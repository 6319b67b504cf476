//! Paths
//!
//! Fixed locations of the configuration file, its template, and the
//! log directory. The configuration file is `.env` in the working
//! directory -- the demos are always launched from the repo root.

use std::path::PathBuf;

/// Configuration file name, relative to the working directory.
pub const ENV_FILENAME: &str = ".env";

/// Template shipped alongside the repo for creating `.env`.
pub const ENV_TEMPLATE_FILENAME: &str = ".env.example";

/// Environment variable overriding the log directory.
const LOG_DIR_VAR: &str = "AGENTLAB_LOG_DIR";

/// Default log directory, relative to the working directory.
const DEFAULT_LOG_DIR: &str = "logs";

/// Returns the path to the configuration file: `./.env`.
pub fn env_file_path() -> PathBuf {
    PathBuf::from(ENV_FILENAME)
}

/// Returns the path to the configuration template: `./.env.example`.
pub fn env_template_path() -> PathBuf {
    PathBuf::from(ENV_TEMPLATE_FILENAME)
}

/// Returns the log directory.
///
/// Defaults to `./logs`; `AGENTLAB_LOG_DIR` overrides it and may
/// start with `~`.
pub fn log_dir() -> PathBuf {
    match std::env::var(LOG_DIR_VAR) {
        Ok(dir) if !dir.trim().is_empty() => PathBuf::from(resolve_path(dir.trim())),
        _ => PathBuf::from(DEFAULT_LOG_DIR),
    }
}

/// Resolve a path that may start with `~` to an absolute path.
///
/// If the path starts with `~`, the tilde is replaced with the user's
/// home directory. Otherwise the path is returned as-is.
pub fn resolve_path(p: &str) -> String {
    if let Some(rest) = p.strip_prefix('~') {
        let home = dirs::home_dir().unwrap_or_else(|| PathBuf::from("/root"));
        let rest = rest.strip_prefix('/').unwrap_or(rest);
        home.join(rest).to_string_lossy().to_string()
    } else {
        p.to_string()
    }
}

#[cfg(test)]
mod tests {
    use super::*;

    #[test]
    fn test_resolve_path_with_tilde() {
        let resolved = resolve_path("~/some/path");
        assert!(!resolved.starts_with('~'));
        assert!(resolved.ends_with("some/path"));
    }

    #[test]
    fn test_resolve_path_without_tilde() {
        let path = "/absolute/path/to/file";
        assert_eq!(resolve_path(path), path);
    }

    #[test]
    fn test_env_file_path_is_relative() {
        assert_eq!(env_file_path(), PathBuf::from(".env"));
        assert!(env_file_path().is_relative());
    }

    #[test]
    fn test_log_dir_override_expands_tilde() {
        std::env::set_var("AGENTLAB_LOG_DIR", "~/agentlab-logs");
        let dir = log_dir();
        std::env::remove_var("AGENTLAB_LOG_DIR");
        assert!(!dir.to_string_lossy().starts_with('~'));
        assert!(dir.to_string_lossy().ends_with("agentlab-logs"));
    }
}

◇ ◇ ◇ ◇ ◇

» Task: All of the data above must be retyped exactly.

» Written solution:
repository 6319b67b504cf476
//! Paths
//!
//! Fixed locations of the configuration file, its template, and the
//! log directory. The configuration file is `.env` in the working
//! directory -- the demos are always launched from the repo root.

use std::path::PathBuf;

/// Configuration file name, relative to the working directory.
pub const ENV_FILENAME: &str = ".env";

/// Template shipped alongside the repo for creating `.env`.
pub const ENV_TEMPLATE_FILENAME: &str = ".env.example";

/// Environment variable overriding the log directory.
const LOG_DIR_VAR: &str = "AGENTLAB_LOG_DIR";

/// Default log directory, relative to the working directory.
const DEFAULT_LOG_DIR: &str = "logs";

/// Returns the path to the configuration file: `./.env`.
pub fn env_file_path() -> PathBuf {
    PathBuf::from(ENV_FILENAME)
}

/// Returns the path to the configuration template: `./.env.example`.
pub fn env_template_path() -> PathBuf {
    PathBuf::from(ENV_TEMPLATE_FILENAME)
}

/// Returns the log directory.
///
/// Defaults to `./logs`; `AGENTLAB_LOG_DIR` overrides it and may
/// start with `~`.
pub fn log_dir() -> PathBuf {
    match std::env::var(LOG_DIR_VAR) {
        Ok(dir) if !dir.trim().is_empty() => PathBuf::from(resolve_path(dir.trim())),
        _ => PathBuf::from(DEFAULT_LOG_DIR),
    }
}

/// Resolve a path that may start with `~` to an absolute path.
///
/// If the path starts with `~`, the tilde is replaced with the user's
/// home directory. Otherwise the path is returned as-is.
pub fn resolve_path(p: &str) -> String {
    if let Some(rest) = p.strip_prefix('~') {
        let home = dirs::home_dir().unwrap_or_else(|| PathBuf::from("/root"));
        let rest = rest.strip_prefix('/').unwrap_or(rest);
        home.join(rest).to_string_lossy().to_string()
    } else {
        p.to_string()
    }
}

#[cfg(test)]
mod tests {
    use super::*;

    #[test]
    fn test_resolve_path_with_tilde() {
        let resolved = resolve_path("~/some/path");
        assert!(!resolved.starts_with('~'));
        assert!(resolved.ends_with("some/path"));
    }

    #[test]
    fn test_resolve_path_without_tilde() {
        let path = "/absolute/path/to/file";
        assert_eq!(resolve_path(path), path);
    }

    #[test]
    fn test_env_file_path_is_relative() {
        assert_eq!(env_file_path(), PathBuf::from(".env"));
        assert!(env_file_path().is_relative());
    }

    #[test]
    fn test_log_dir_override_expands_tilde() {
        std::env::set_var("AGENTLAB_LOG_DIR", "~/agentlab-logs");
        let dir = log_dir();
        std::env::remove_var("AGENTLAB_LOG_DIR");
        assert!(!dir.to_string_lossy().starts_with('~'));
        assert!(dir.to_string_lossy().ends_with("agentlab-logs"));
    }
}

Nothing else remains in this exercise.